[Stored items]
[Start of section]

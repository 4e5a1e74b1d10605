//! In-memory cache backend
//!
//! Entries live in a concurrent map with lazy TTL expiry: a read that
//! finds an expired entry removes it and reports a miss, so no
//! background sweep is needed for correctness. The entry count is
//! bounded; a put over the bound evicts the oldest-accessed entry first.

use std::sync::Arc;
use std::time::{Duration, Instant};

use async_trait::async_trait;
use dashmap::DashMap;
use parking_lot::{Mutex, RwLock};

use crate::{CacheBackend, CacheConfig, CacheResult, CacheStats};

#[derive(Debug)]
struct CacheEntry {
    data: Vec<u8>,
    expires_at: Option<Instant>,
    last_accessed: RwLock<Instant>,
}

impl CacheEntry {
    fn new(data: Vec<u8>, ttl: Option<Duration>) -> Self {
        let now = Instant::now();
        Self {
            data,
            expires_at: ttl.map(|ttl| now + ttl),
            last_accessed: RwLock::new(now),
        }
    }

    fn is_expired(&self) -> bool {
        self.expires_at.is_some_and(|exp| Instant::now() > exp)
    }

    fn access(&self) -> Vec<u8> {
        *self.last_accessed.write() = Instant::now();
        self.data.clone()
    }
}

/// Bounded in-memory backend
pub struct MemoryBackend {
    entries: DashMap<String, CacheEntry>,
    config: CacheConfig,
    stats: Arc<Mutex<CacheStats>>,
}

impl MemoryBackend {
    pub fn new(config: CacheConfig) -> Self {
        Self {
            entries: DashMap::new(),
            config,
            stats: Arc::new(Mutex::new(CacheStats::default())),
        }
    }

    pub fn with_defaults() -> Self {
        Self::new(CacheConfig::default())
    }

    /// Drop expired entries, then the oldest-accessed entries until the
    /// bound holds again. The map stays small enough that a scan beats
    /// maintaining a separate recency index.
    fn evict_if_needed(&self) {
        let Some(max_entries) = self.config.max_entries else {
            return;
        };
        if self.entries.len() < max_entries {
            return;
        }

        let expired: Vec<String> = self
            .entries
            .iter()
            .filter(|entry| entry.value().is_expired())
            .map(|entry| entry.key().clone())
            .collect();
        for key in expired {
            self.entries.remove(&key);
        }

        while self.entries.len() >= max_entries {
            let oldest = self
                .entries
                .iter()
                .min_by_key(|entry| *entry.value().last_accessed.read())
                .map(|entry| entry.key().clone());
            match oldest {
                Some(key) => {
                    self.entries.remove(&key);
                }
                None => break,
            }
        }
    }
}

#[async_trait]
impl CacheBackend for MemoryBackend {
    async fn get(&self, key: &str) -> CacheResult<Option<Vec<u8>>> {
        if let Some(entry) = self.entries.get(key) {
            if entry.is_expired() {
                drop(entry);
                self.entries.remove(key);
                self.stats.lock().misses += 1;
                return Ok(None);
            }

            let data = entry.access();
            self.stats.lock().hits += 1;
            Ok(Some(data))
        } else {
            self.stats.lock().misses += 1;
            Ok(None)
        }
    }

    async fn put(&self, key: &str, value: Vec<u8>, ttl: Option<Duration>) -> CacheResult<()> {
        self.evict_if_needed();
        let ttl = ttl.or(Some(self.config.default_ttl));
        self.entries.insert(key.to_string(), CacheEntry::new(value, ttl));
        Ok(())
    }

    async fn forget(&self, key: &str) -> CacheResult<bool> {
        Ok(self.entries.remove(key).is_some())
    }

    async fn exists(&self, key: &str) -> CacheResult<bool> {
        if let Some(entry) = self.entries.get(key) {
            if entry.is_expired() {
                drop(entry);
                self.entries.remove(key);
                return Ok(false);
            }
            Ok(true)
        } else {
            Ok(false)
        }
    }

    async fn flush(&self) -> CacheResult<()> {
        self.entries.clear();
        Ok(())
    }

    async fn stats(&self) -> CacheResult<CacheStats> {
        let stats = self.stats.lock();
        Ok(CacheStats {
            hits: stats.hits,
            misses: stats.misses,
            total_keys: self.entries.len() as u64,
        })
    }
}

[End of section]

> Problem
Retype every line of the data above exactly.

> Task answer
repository 4e5a1e74b1d10605
//! In-memory cache backend
//!
//! Entries live in a concurrent map with lazy TTL expiry: a read that
//! finds an expired entry removes it and reports a miss, so no
//! background sweep is needed for correctness. The entry count is
//! bounded; a put over the bound evicts the oldest-accessed entry first.

use std::sync::Arc;
use std::time::{Duration, Instant};

use async_trait::async_trait;
use dashmap::DashMap;
use parking_lot::{Mutex, RwLock};

use crate::{CacheBackend, CacheConfig, CacheResult, CacheStats};

#[derive(Debug)]
struct CacheEntry {
    data: Vec<u8>,
    expires_at: Option<Instant>,
    last_accessed: RwLock<Instant>,
}

impl CacheEntry {
    fn new(data: Vec<u8>, ttl: Option<Duration>) -> Self {
        let now = Instant::now();
        Self {
            data,
            expires_at: ttl.map(|ttl| now + ttl),
            last_accessed: RwLock::new(now),
        }
    }

    fn is_expired(&self) -> bool {
        self.expires_at.is_some_and(|exp| Instant::now() > exp)
    }

    fn access(&self) -> Vec<u8> {
        *self.last_accessed.write() = Instant::now();
        self.data.clone()
    }
}

/// Bounded in-memory backend
pub struct MemoryBackend {
    entries: DashMap<String, CacheEntry>,
    config: CacheConfig,
    stats: Arc<Mutex<CacheStats>>,
}

impl MemoryBackend {
    pub fn new(config: CacheConfig) -> Self {
        Self {
            entries: DashMap::new(),
            config,
            stats: Arc::new(Mutex::new(CacheStats::default())),
        }
    }

    pub fn with_defaults() -> Self {
        Self::new(CacheConfig::default())
    }

    /// Drop expired entries, then the oldest-accessed entries until the
    /// bound holds again. The map stays small enough that a scan beats
    /// maintaining a separate recency index.
    fn evict_if_needed(&self) {
        let Some(max_entries) = self.config.max_entries else {
            return;
        };
        if self.entries.len() < max_entries {
            return;
        }

        let expired: Vec<String> = self
            .entries
            .iter()
            .filter(|entry| entry.value().is_expired())
            .map(|entry| entry.key().clone())
            .collect();
        for key in expired {
            self.entries.remove(&key);
        }

        while self.entries.len() >= max_entries {
            let oldest = self
                .entries
                .iter()
                .min_by_key(|entry| *entry.value().last_accessed.read())
                .map(|entry| entry.key().clone());
            match oldest {
                Some(key) => {
                    self.entries.remove(&key);
                }
                None => break,
            }
        }
    }
}

#[async_trait]
impl CacheBackend for MemoryBackend {
    async fn get(&self, key: &str) -> CacheResult<Option<Vec<u8>>> {
        if let Some(entry) = self.entries.get(key) {
            if entry.is_expired() {
                drop(entry);
                self.entries.remove(key);
                self.stats.lock().misses += 1;
                return Ok(None);
            }

            let data = entry.access();
            self.stats.lock().hits += 1;
            Ok(Some(data))
        } else {
            self.stats.lock().misses += 1;
            Ok(None)
        }
    }

    async fn put(&self, key: &str, value: Vec<u8>, ttl: Option<Duration>) -> CacheResult<()> {
        self.evict_if_needed();
        let ttl = ttl.or(Some(self.config.default_ttl));
        self.entries.insert(key.to_string(), CacheEntry::new(value, ttl));
        Ok(())
    }

    async fn forget(&self, key: &str) -> CacheResult<bool> {
        Ok(self.entries.remove(key).is_some())
    }

    async fn exists(&self, key: &str) -> CacheResult<bool> {
        if let Some(entry) = self.entries.get(key) {
            if entry.is_expired() {
                drop(entry);
                self.entries.remove(key);
                return Ok(false);
            }
            Ok(true)
        } else {
            Ok(false)
        }
    }

    async fn flush(&self) -> CacheResult<()> {
        self.entries.clear();
        Ok(())
    }

    async fn stats(&self) -> CacheResult<CacheStats> {
        let stats = self.stats.lock();
        Ok(CacheStats {
            hits: stats.hits,
            misses: stats.misses,
            total_keys: self.entries.len() as u64,
        })
    }
}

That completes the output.